§ **TASK OBJECTIVE**:
Your answer is a copy of every line in the records where "other" appears.

§ **SUPPLIED MATERIAL**:
//! Handler registry for dispatching requests by message type.
//!
//! Each request type (`HeartbeatReq`, `BizReq`, ...) has at most one handler.
//! Registering a type again replaces the previous handler.
//!
//! # Example
//!
//! ```ignore
//! use rpcwire::handler::HandlerRegistry;
//! use rpcwire::protocol::MsgType;
//!
//! let mut registry = HandlerRegistry::new();
//!
//! registry.register(MsgType::HeartbeatReq, |_req, ctx| async move {
//!     ctx.respond_empty().await
//! });
//!
//! registry.register_invocations(MsgType::BizReq, |inv, _ctx| async move {
//!     Ok(serde_json::json!(inv.args))
//! });
//! ```

use std::collections::HashMap;
use std::fmt;
use std::future::Future;
use std::marker::PhantomData;
use std::pin::Pin;
use std::sync::Arc;

use tracing::debug;

use super::RequestContext;
use crate::error::{Result, RpcError};
use crate::protocol::{Invocation, MsgType, Payload, RequestMessage, ResponsePayload};

/// Result type for handler functions.
pub type HandlerResult = Result<()>;

/// Boxed future for handler results.
pub type BoxFuture<'a, T> = Pin<Box<dyn Future<Output = T> + Send + 'a>>;

/// Trait for request handlers.
pub trait Handler: Send + Sync + 'static {
    /// Handle a decoded request.
    fn call(&self, request: RequestMessage, ctx: RequestContext) -> BoxFuture<'static, HandlerResult>;
}

/// Wrapper turning an async closure into a [`Handler`].
pub struct FnHandler<F, Fut>
where
    F: Fn(RequestMessage, RequestContext) -> Fut + Send + Sync + 'static,
    Fut: Future<Output = HandlerResult> + Send + 'static,
{
    handler: F,
    _phantom: PhantomData<fn() -> Fut>,
}

impl<F, Fut> FnHandler<F, Fut>
where
    F: Fn(RequestMessage, RequestContext) -> Fut + Send + Sync + 'static,
    Fut: Future<Output = HandlerResult> + Send + 'static,
{
    pub fn new(handler: F) -> Self {
        Self {
            handler,
            _phantom: PhantomData,
        }
    }
}

impl<F, Fut> Handler for FnHandler<F, Fut>
where
    F: Fn(RequestMessage, RequestContext) -> Fut + Send + Sync + 'static,
    Fut: Future<Output = HandlerResult> + Send + 'static,
{
    fn call(&self, request: RequestMessage, ctx: RequestContext) -> BoxFuture<'static, HandlerResult> {
        Box::pin((self.handler)(request, ctx))
    }
}

/// Wrapper that extracts the [`Invocation`] before calling the handler.
///
/// The handler's value is sent back as a successful outcome, its error as
/// an error outcome. A request without an invocation body is answered with
/// an error outcome and never reaches the handler.
pub struct InvocationHandler<F, Fut>
where
    F: Fn(Invocation, RequestContext) -> Fut + Send + Sync + 'static,
    Fut: Future<Output = Result<serde_json::Value>> + Send + 'static,
{
    handler: F,
    _phantom: PhantomData<fn() -> Fut>,
}

impl<F, Fut> InvocationHandler<F, Fut>
where
    F: Fn(Invocation, RequestContext) -> Fut + Send + Sync + 'static,
    Fut: Future<Output = Result<serde_json::Value>> + Send + 'static,
{
    pub fn new(handler: F) -> Self {
        Self {
            handler,
            _phantom: PhantomData,
        }
    }
}

impl<F, Fut> Handler for InvocationHandler<F, Fut>
where
    F: Fn(Invocation, RequestContext) -> Fut + Send + Sync + 'static,
    Fut: Future<Output = Result<serde_json::Value>> + Send + 'static,
{
    fn call(&self, request: RequestMessage, ctx: RequestContext) -> BoxFuture<'static, HandlerResult> {
        let invocation = match request.payload {
            Some(Payload::Invocation(inv)) => inv,
            _ => {
                return Box::pin(async move { ctx.error("request carries no invocation").await });
            }
        };

        let fut = (self.handler)(invocation, ctx.clone());
        Box::pin(async move {
            let outcome = match fut.await {
                Ok(value) => ResponsePayload::ok(value),
                Err(e) => ResponsePayload::error(e.to_string()),
            };
            ctx.respond(outcome).await
        })
    }
}

/// Registry mapping request types to handlers.
#[derive(Clone, Default)]
pub struct HandlerRegistry {
    handlers: HashMap<MsgType, Arc<dyn Handler>>,
}

impl HandlerRegistry {
    /// Create a new empty registry.
    pub fn new() -> Self {
        Self::default()
    }

    /// Register an async closure for `msg_type`.
    pub fn register<F, Fut>(&mut self, msg_type: MsgType, handler: F) -> &mut Self
    where
        F: Fn(RequestMessage, RequestContext) -> Fut + Send + Sync + 'static,
        Fut: Future<Output = HandlerResult> + Send + 'static,
    {
        self.register_handler(msg_type, FnHandler::new(handler))
    }

    /// Register an invocation handler for `msg_type`.
    pub fn register_invocations<F, Fut>(&mut self, msg_type: MsgType, handler: F) -> &mut Self
    where
        F: Fn(Invocation, RequestContext) -> Fut + Send + Sync + 'static,
        Fut: Future<Output = Result<serde_json::Value>> + Send + 'static,
    {
        self.register_handler(msg_type, InvocationHandler::new(handler))
    }

    /// Register a handler object for `msg_type`.
    pub fn register_handler<H: Handler>(&mut self, msg_type: MsgType, handler: H) -> &mut Self {
        if !msg_type.is_request() {
            debug!(msg_type = %msg_type, "registering handler for a response type");
        }
        self.handlers.insert(msg_type, Arc::new(handler));
        self
    }

    /// Add every handler of `other`, replacing handlers for the same types.
    pub fn merge(&mut self, other: HandlerRegistry) -> &mut Self {
        self.handlers.extend(other.handlers);
        self
    }

    /// Get a handler by message type.
    pub fn get(&self, msg_type: MsgType) -> Option<Arc<dyn Handler>> {
        self.handlers.get(&msg_type).cloned()
    }

    pub fn contains(&self, msg_type: MsgType) -> bool {
        self.handlers.contains_key(&msg_type)
    }

    pub fn len(&self) -> usize {
        self.handlers.len()
    }

    pub fn is_empty(&self) -> bool {
        self.handlers.is_empty()
    }

    /// Dispatch a request to the handler for its message type.
    pub async fn dispatch(&self, request: RequestMessage, ctx: RequestContext) -> Result<()> {
        let code = request.header.msg_type;
        let handler = request
            .header
            .message_type()
            .and_then(|t| self.get(t))
            .ok_or(RpcError::HandlerNotFound(code))?;

        handler.call(request, ctx).await
    }
}

impl fmt::Debug for HandlerRegistry {
    fn fmt(&self, f: &mut fmt::Formatter<'_>) -> fmt::Result {
        let mut types: Vec<_> = self.handlers.keys().map(|t| t.name()).collect();
        types.sort_unstable();
        f.debug_struct("HandlerRegistry").field("types", &types).finish()
    }
}

#[cfg(test)]
mod tests {
    use super::*;
    use crate::protocol::Header;
    use std::sync::atomic::{AtomicUsize, Ordering};

    fn request(msg_type: MsgType, payload: Option<Payload>) -> RequestMessage {
        RequestMessage::new(Header::new(msg_type, 1), payload)
    }

    #[test]
    fn test_register_replaces() {
        let mut registry = HandlerRegistry::new();
        registry.register(MsgType::HeartbeatReq, |_req, _ctx| async { Ok(()) });
        registry.register(MsgType::HeartbeatReq, |_req, _ctx| async { Ok(()) });

        assert!(registry.contains(MsgType::HeartbeatReq));
        assert!(!registry.contains(MsgType::BizReq));
        assert_eq!(registry.len(), 1);
    }

    #[tokio::test]
    async fn test_dispatch_calls_handler() {
        let calls = Arc::new(AtomicUsize::new(0));
        let seen = Arc::clone(&calls);

        let mut registry = HandlerRegistry::new();
        registry.register(MsgType::BizReq, move |req, _ctx| {
            let seen = Arc::clone(&seen);
            async move {
                assert_eq!(req.header.msg_id, 1);
                seen.fetch_add(1, Ordering::SeqCst);
                Ok(())
            }
        });

        let req = request(MsgType::BizReq, None);
        let ctx = RequestContext::new(&req);
        registry.dispatch(req, ctx).await.unwrap();
        assert_eq!(calls.load(Ordering::SeqCst), 1);
    }

    #[tokio::test]
    async fn test_handler_not_found() {
        let registry = HandlerRegistry::new();
        let req = request(MsgType::CallbackReq, None);
        let ctx = RequestContext::new(&req);

        let err = registry.dispatch(req, ctx).await.unwrap_err();
        assert!(matches!(err, RpcError::HandlerNotFound(8)));
    }

    #[tokio::test]
    async fn test_invocation_handler_receives_arguments() {
        let mut registry = HandlerRegistry::new();
        registry.register_invocations(MsgType::BizReq, |inv, _ctx| async move {
            assert_eq!(inv.method, "add");
            let sum: i64 = inv.args.iter().filter_map(|a| a.as_i64()).sum();
            Ok(serde_json::json!(sum))
        });

        let inv = Invocation::new("calc", "add").with_arg(2).with_arg(3);
        let req = request(MsgType::BizReq, Some(inv.into()));
        let ctx = RequestContext::new(&req);
        registry.dispatch(req, ctx).await.unwrap();
    }

    #[tokio::test]
    async fn test_invocation_handler_without_body() {
        let called = Arc::new(AtomicUsize::new(0));
        let seen = Arc::clone(&called);

        let mut registry = HandlerRegistry::new();
        registry.register_invocations(MsgType::BizReq, move |_inv, _ctx| {
            seen.fetch_add(1, Ordering::SeqCst);
            async { Ok(serde_json::Value::Null) }
        });

        let req = request(MsgType::BizReq, None);
        let ctx = RequestContext::new(&req);
        registry.dispatch(req, ctx).await.unwrap();
        assert_eq!(called.load(Ordering::SeqCst), 0);
    }
}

§ **SOLUTION FOR THIS PROBLEM**:
    /// Add every handler of `other`, replacing handlers for the same types.
    pub fn merge(&mut self, other: HandlerRegistry) -> &mut Self {
        self.handlers.extend(other.handlers);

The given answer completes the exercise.